Half of it wasn’t his.

3

IF SHE’D BEEN looking more carefully—if she hadn’t just popped out of the Dark Passages, lost her friends, nearly died—she might have thought he’d gotten too much Botox or plastic surgery, like Cher, who looked more like a wax mannequin or an alien than anyone real.

Kramer’s forehead was absolutely smooth. No worry lines. It didn’t wrinkle at all, and his nose didn’t move either. His left eyebrow was a thick black gash with no arch, and while Kramer’s wiry gray tangle of mustache looked normal on the right, the left half was perfectly smooth and much darker.

Not paralyzed. Not a stroke.

He’s wearing a kind of mask, like the Phantom, only painted to look like skin and hair.

Her gaze shot to Graves. Instead of panops, a pair of steel-framed spectacles perched on her knife’s-edge of a nose. The nurse’s face seemed flesh and blood, but her left eye was fish-belly white, with no tracery of thin red capillaries. A muddy gray iris floated in its center like a dirty mote.

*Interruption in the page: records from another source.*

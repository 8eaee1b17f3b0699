//! Heading shown above the rows

use crate::domain::{PostTypeInfo, RenderContext};
use crate::hooks::names::HEADING;
use crate::hooks::{HookError, HookRegistry, HookValue};
use crate::storage::{ContentStore, Translate, TEXT_DOMAIN};

/// Suffix appended to the post type label, translated at render time
pub const HEADING_SUFFIX: &str = " Information";

/// Builds `<h2>{Post type} Information</h2>` and passes it through the
/// heading filter. An empty result removes the heading but keeps the rows.
pub struct HeadingBuilder<'a> {
    registry: &'a HookRegistry,
    store: &'a dyn ContentStore,
    translator: &'a dyn Translate,
}

impl<'a> HeadingBuilder<'a> {
    pub fn new(
        registry: &'a HookRegistry,
        store: &'a dyn ContentStore,
        translator: &'a dyn Translate,
    ) -> Self {
        Self {
            registry,
            store,
            translator,
        }
    }

    pub fn build(&self, ctx: &RenderContext) -> Result<String, HookError> {
        let post_type = self.store.post_type(&ctx.post_type).unwrap_or_else(|| {
            tracing::debug!(post_type = %ctx.post_type, "post type not registered, using its name");
            PostTypeInfo {
                name: ctx.post_type.clone(),
                singular_label: ctx.post_type.clone(),
            }
        });

        let heading = format!(
            "<h2>{}{}</h2>",
            post_type.singular_label,
            self.translator.translate(HEADING_SUFFIX, TEXT_DOMAIN)
        );

        self.registry
            .apply_filters(
                HEADING,
                HookValue::Text(heading),
                &[HookValue::Context(ctx.clone()), HookValue::PostType(post_type)],
            )?
            .into_text(HEADING)
    }
}

#[cfg(test)]
mod tests {
    use std::collections::HashMap;

    use super::*;
    use crate::domain::PostId;
    use crate::storage::{Catalog, Site, SiteStore};

    fn store() -> SiteStore {
        SiteStore::new(Site::default().with_post_type("movie", "Movie"))
    }

    #[test]
    fn default_heading() {
        let store = store();
        let registry = HookRegistry::new();
        let catalog = Catalog::passthrough();
        let heading = HeadingBuilder::new(&registry, &store, &catalog)
            .build(&RenderContext::new(PostId(1), "movie"))
            .unwrap();

        assert_eq!(heading, "<h2>Movie Information</h2>");
    }

    #[test]
    fn translated_suffix() {
        let store = store();
        let registry = HookRegistry::new();
        let catalog = Catalog::new(
            TEXT_DOMAIN,
            HashMap::from([(HEADING_SUFFIX.to_string(), " Informationen".to_string())]),
        );
        let heading = HeadingBuilder::new(&registry, &store, &catalog)
            .build(&RenderContext::new(PostId(1), "movie"))
            .unwrap();

        assert_eq!(heading, "<h2>Movie Informationen</h2>");
    }

    #[test]
    fn filter_sees_post_type_and_can_remove_heading() {
        let store = store();
        let mut registry = HookRegistry::new();
        registry.register(HEADING, 10, 3, "check-args", |value, args| {
            assert!(args[0].as_context().is_some());
            assert!(matches!(&args[1], HookValue::PostType(pt) if pt.name == "movie"));
            Ok(value)
        });
        registry.add_filter(HEADING, "remove", |_, _| Ok(HookValue::Bool(false)));

        let catalog = Catalog::passthrough();
        let heading = HeadingBuilder::new(&registry, &store, &catalog)
            .build(&RenderContext::new(PostId(1), "movie"))
            .unwrap();

        assert_eq!(heading, "");
    }

    #[test]
    fn unknown_post_type_uses_name() {
        let store = store();
        let registry = HookRegistry::new();
        let catalog = Catalog::passthrough();
        let heading = HeadingBuilder::new(&registry, &store, &catalog)
            .build(&RenderContext::new(PostId(1), "recipe"))
            .unwrap();

        assert_eq!(heading, "<h2>recipe Information</h2>");
    }
}
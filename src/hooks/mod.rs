//! # Hook System
//!
//! Named extension points that third-party code attaches callbacks to.
//!
//! ## Overview
//!
//! Every step of the render pipeline passes its intermediate value through a
//! filter chain. Callbacks run in ascending priority order (default 10);
//! callbacks with equal priority run in the order they were registered.
//!
//! ## Extension Hooks
//!
//! | Hook | Seed | Extra args | Effect |
//! |------|------|------------|--------|
//! | `display_custom_fields` | `Bool(true)` | context | Falsy skips the block before any data is collected |
//! | `dcf_taxonomies` | `Taxonomies` | context | Add, remove or reorder displayed taxonomies |
//! | `dcf_postmeta` | `PostMeta` | context | Bulk transform of the raw metadata |
//! | `dcf_postmeta_key` | `Key(Keep(raw))` | context | Rename a key, or `Drop` the row |
//! | `dcf_postmeta_value` | `Meta(first value)` | key, context | Reshape a value; empty drops the row |
//! | `dcf_sorter` | `Sorter(ksort)` | context | Swap the sort strategy |
//! | `dcf_data` | `Dataset` | context | Final transform; empty suppresses the block |
//! | `dcf_heading` | `Text("<h2>…</h2>")` | context, post type | Empty removes the heading |
//! | `dcf_before_content` | `Bool(true)` | context | False appends instead of prepends |
//!
//! A callback's `arg_count` includes the chained value: with `arg_count = 1`
//! it sees no extra arguments, with `arg_count = 3` it sees two (missing
//! ones are `Null`).
//!
//! ## Failure Handling
//!
//! Under [`FailurePolicy::Skip`] a callback error is logged and the chain
//! continues with the value the callback received. Under
//! [`FailurePolicy::Propagate`] the error aborts the render.
//!
//! ## Key Types
//!
//! - [`HookRegistry`] - Registration and invocation
//! - [`HookValue`] - Values carried through chains
//! - [`KeyDecision`] - Keep or drop a metadata row

mod defaults;
pub mod names;
mod registry;
mod value;

pub use defaults::{
    format_postmeta_key, hidden_postmeta_filter, implode_array_filter, post_type_filter,
    register_defaults, HIDDEN_POSTMETA_PRIORITY,
};
pub use registry::{FailurePolicy, HookError, HookFn, HookRegistry, Registration};
pub use value::{HookValue, KeyDecision};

It’s artificial. It’s glass. Oh my God. Now that she knew what she was looking for, Emma saw that one attendant held his right arm at a stiff, forty-five-degree angle. The fingers didn’t move, but they weren’t paralyzed. The arm and hand were prostheses. Another man wore an odd leather headpiece to which a pair of tin ears, gray as an elephant’s, had been nailed. A nurse was minus a hand, the sleeve of her blouse neatly sewn shut at the wrist. Still another woman’s nose had been eaten clean away until there was nothing but two black pits set in a shriveled, weathered gargoyle face marred by strange, fleshy knobs that sprouted from her skin like mushrooms.